The novel went through a number of iterations, the most recent of which was completed twenty five years ago. My agent circulated it; no takers. My ex once described it less than kindly as, “bloated,” and, in retrospect, he was right. Sabra the Astonishing  erred on the side of excess; rather like the obese fellow traveler who sits next to you in coach, it had a propensity to ooze.  Nevertheless, I’ve always felt that the manuscript contained some of my best writing and the fact that it has languished in the bottom drawer of my file cabinet for so many years has been a source of  melancholy for me. Unpublished novels render one wistful. They are like dead babies; you can’t help but mourn them, to wonder what might have been had they been allowed to live.
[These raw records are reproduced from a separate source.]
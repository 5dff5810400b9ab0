use crate::core::errors::ConfigError;
use crate::services::archive::ArchiveLimits;
use crate::services::segmentation::MaskValues;
use std::env;
use std::path::{Path, PathBuf};
use tracing::Level;

/// Server configuration
#[derive(Debug, Clone)]
pub struct ServerConfig {
    pub port: u16,
    pub host: String,
    pub log_level: Level,
    /// Overrides the origin derived from the request's Host header
    pub public_base_url: Option<String>,
}

/// Segmentation model configuration
#[derive(Debug, Clone)]
pub struct ModelConfig {
    pub model_path: String,
    pub input_name: String,
    pub output_name: String,
    pub mask_values: MaskValues,
    pub inference_backend: Option<String>,
}

/// Storage configuration
#[derive(Debug, Clone)]
pub struct StorageConfig {
    pub media_root: PathBuf,
    pub media_url: String,
    /// Parent directory for archive scratch areas (system temp dir when unset)
    pub scratch_dir: Option<PathBuf>,
}

/// Request limits
#[derive(Debug, Clone)]
pub struct LimitsConfig {
    pub max_upload_mb: usize,
    /// Entries allowed in one uploaded archive
    pub max_archive_entries: usize,
    /// Total uncompressed size allowed for one uploaded archive
    pub max_archive_mb: u64,
}

/// Main application configuration
#[derive(Debug, Clone)]
pub struct Config {
    pub server: ServerConfig,
    pub model: ModelConfig,
    pub storage: StorageConfig,
    pub limits: LimitsConfig,
}

impl Config {
    pub fn new() -> Result<Self, ConfigError> {
        // Load .env file if it exists
        let _ = dotenvy::dotenv();

        let config = Self::load_from_env()?;
        config.validate()?;
        Ok(config)
    }

    /// Defaults with every path rooted under `media_root`. Used by tests and tools.
    pub fn with_media_root(media_root: impl AsRef<Path>) -> Self {
        Self {
            server: ServerConfig {
                port: 8000,
                host: "127.0.0.1".to_string(),
                log_level: Level::INFO,
                public_base_url: None,
            },
            model: ModelConfig {
                model_path: "models/unet.onnx".to_string(),
                input_name: "input".to_string(),
                output_name: "output".to_string(),
                mask_values: MaskValues::default(),
                inference_backend: None,
            },
            storage: StorageConfig {
                media_root: media_root.as_ref().to_path_buf(),
                media_url: "/media/".to_string(),
                scratch_dir: None,
            },
            limits: LimitsConfig {
                max_upload_mb: 200,
                max_archive_entries: 10_000,
                max_archive_mb: 1024,
            },
        }
    }

    fn load_from_env() -> Result<Self, ConfigError> {
        let log_level = env::var("LOG_LEVEL")
            .ok()
            .and_then(|s| match s.to_lowercase().as_str() {
                "trace" => Some(Level::TRACE),
                "debug" => Some(Level::DEBUG),
                "info" => Some(Level::INFO),
                "warn" | "warning" => Some(Level::WARN),
                "error" => Some(Level::ERROR),
                _ => None,
            })
            .unwrap_or(Level::INFO);

        let mask_values = match env::var("MASK_VALUES") {
            Ok(raw) if !raw.trim().is_empty() => MaskValues::from_json(&raw)?,
            _ => MaskValues::default(),
        };

        let port = match env::var("SERVER_PORT") {
            Ok(raw) => raw
                .parse()
                .map_err(|_| ConfigError::EnvVarError(format!("SERVER_PORT={}", raw)))?,
            Err(_) => 8000,
        };

        Ok(Self {
            server: ServerConfig {
                port,
                host: env::var("SERVER_HOST").unwrap_or_else(|_| "0.0.0.0".to_string()),
                log_level,
                public_base_url: env::var("PUBLIC_BASE_URL")
                    .ok()
                    .map(|s| s.trim().trim_end_matches('/').to_string())
                    .filter(|s| !s.is_empty()),
            },
            model: ModelConfig {
                model_path: env::var("MODEL_PATH")
                    .unwrap_or_else(|_| "models/unet.onnx".to_string()),
                input_name: env::var("MODEL_INPUT_NAME").unwrap_or_else(|_| "input".to_string()),
                output_name: env::var("MODEL_OUTPUT_NAME")
                    .unwrap_or_else(|_| "output".to_string()),
                mask_values,
                inference_backend: env::var("INFERENCE_BACKEND")
                    .ok()
                    .map(|s| s.trim().to_uppercase())
                    .filter(|s| !s.is_empty()),
            },
            storage: StorageConfig {
                media_root: env::var("MEDIA_ROOT")
                    .map(PathBuf::from)
                    .unwrap_or_else(|_| PathBuf::from("media")),
                media_url: env::var("MEDIA_URL").unwrap_or_else(|_| "/media/".to_string()),
                scratch_dir: env::var("SCRATCH_DIR")
                    .ok()
                    .filter(|s| !s.is_empty())
                    .map(PathBuf::from),
            },
            limits: LimitsConfig {
                max_upload_mb: env::var("MAX_UPLOAD_MB")
                    .ok()
                    .and_then(|s| s.parse().ok())
                    .unwrap_or(200),
                max_archive_entries: env::var("MAX_ARCHIVE_ENTRIES")
                    .ok()
                    .and_then(|s| s.parse().ok())
                    .unwrap_or(10_000),
                max_archive_mb: env::var("MAX_ARCHIVE_MB")
                    .ok()
                    .and_then(|s| s.parse().ok())
                    .unwrap_or(1024),
            },
        })
    }

    pub fn validate(&self) -> Result<(), ConfigError> {
        if self.model.input_name.trim().is_empty() || self.model.output_name.trim().is_empty() {
            return Err(ConfigError::InvalidModelConfig(
                "model input/output names must not be empty".to_string(),
            ));
        }

        if self.model.mask_values.is_empty() {
            return Err(ConfigError::InvalidMaskValues(
                "at least one class value is required".to_string(),
            ));
        }

        let media_url = &self.storage.media_url;
        if media_url.len() < 3 || !media_url.starts_with('/') || !media_url.ends_with('/') {
            return Err(ConfigError::InvalidStorageConfig(format!(
                "MEDIA_URL must be a non-root path starting and ending with '/', got {}",
                self.storage.media_url
            )));
        }

        if let Some(scratch) = &self.storage.scratch_dir {
            if !scratch.is_dir() {
                return Err(ConfigError::InvalidStorageConfig(format!(
                    "SCRATCH_DIR does not exist: {}",
                    scratch.display()
                )));
            }
        }

        if let Some(base) = &self.server.public_base_url {
            url::Url::parse(base).map_err(|e| {
                ConfigError::InvalidStorageConfig(format!("PUBLIC_BASE_URL {}: {}", base, e))
            })?;
        }

        if self.limits.max_upload_mb == 0 {
            return Err(ConfigError::InvalidUploadLimit(self.limits.max_upload_mb));
        }

        if self.limits.max_archive_entries == 0 {
            return Err(ConfigError::InvalidArchiveLimit(
                "MAX_ARCHIVE_ENTRIES=0".to_string(),
            ));
        }
        if self.limits.max_archive_mb == 0 {
            return Err(ConfigError::InvalidArchiveLimit("MAX_ARCHIVE_MB=0".to_string()));
        }

        Ok(())
    }

    pub fn server_port(&self) -> u16 {
        self.server.port
    }

    pub fn server_host(&self) -> &str {
        &self.server.host
    }

    pub fn log_level(&self) -> Level {
        self.server.log_level
    }

    pub fn media_root(&self) -> &Path {
        &self.storage.media_root
    }

    pub fn max_upload_bytes(&self) -> usize {
        self.limits.max_upload_mb * 1024 * 1024
    }

    pub fn archive_limits(&self) -> ArchiveLimits {
        ArchiveLimits {
            max_entries: self.limits.max_archive_entries,
            max_total_bytes: self.limits.max_archive_mb.saturating_mul(1024 * 1024),
        }
    }
}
This past year, I decided to have one more go at it, so I pulled out the manuscript and had a critical read.  This is what looking at a novel written by a young woman through an old woman’s eyes revealed:

  • Characters that don’t belong. I quickly realized that I had to kill off one of the lead characters; though darling, he was absolutely extraneous to the plot. (Those of you who follow this blog will have been privy to Lorenzo Da Silvio’s murder over several posts, each purporting to be the last.   I couldn’t help it; he was everywhere.)
  • Time and Place: Despite the fact that the novel takes place on Easter Monday, 1963, I had done nothing to set it in the period. I’ve now spent the last six months researching what training bra Sabra would have been wearing, what episode of Wagon Train might have played that night, and what brand of tranquilizers were vegetizing her mother. Thank God for the Internet. A related disconnect was the fact that, although Sabra’s family owns a big tobacco company and it’s the sixties, no one smokes! I addressed this problem by making everybody smoke all the time. One even dies of lung cancer.
  • Acknowledging the Zeitgeist: For a book set not forty miles from Greensboro, North Carolina where the lunch counter sit-ins had taken place just three years earlier . . . moreover, for a novel with several black characters, the fact that there was no acknowledgement of the Civil Rights Movement was, well, weird.
me at 60

Me when I finished The Virgin of Ararat.

The young woman was caught up in the story, in  action; the old woman, in context.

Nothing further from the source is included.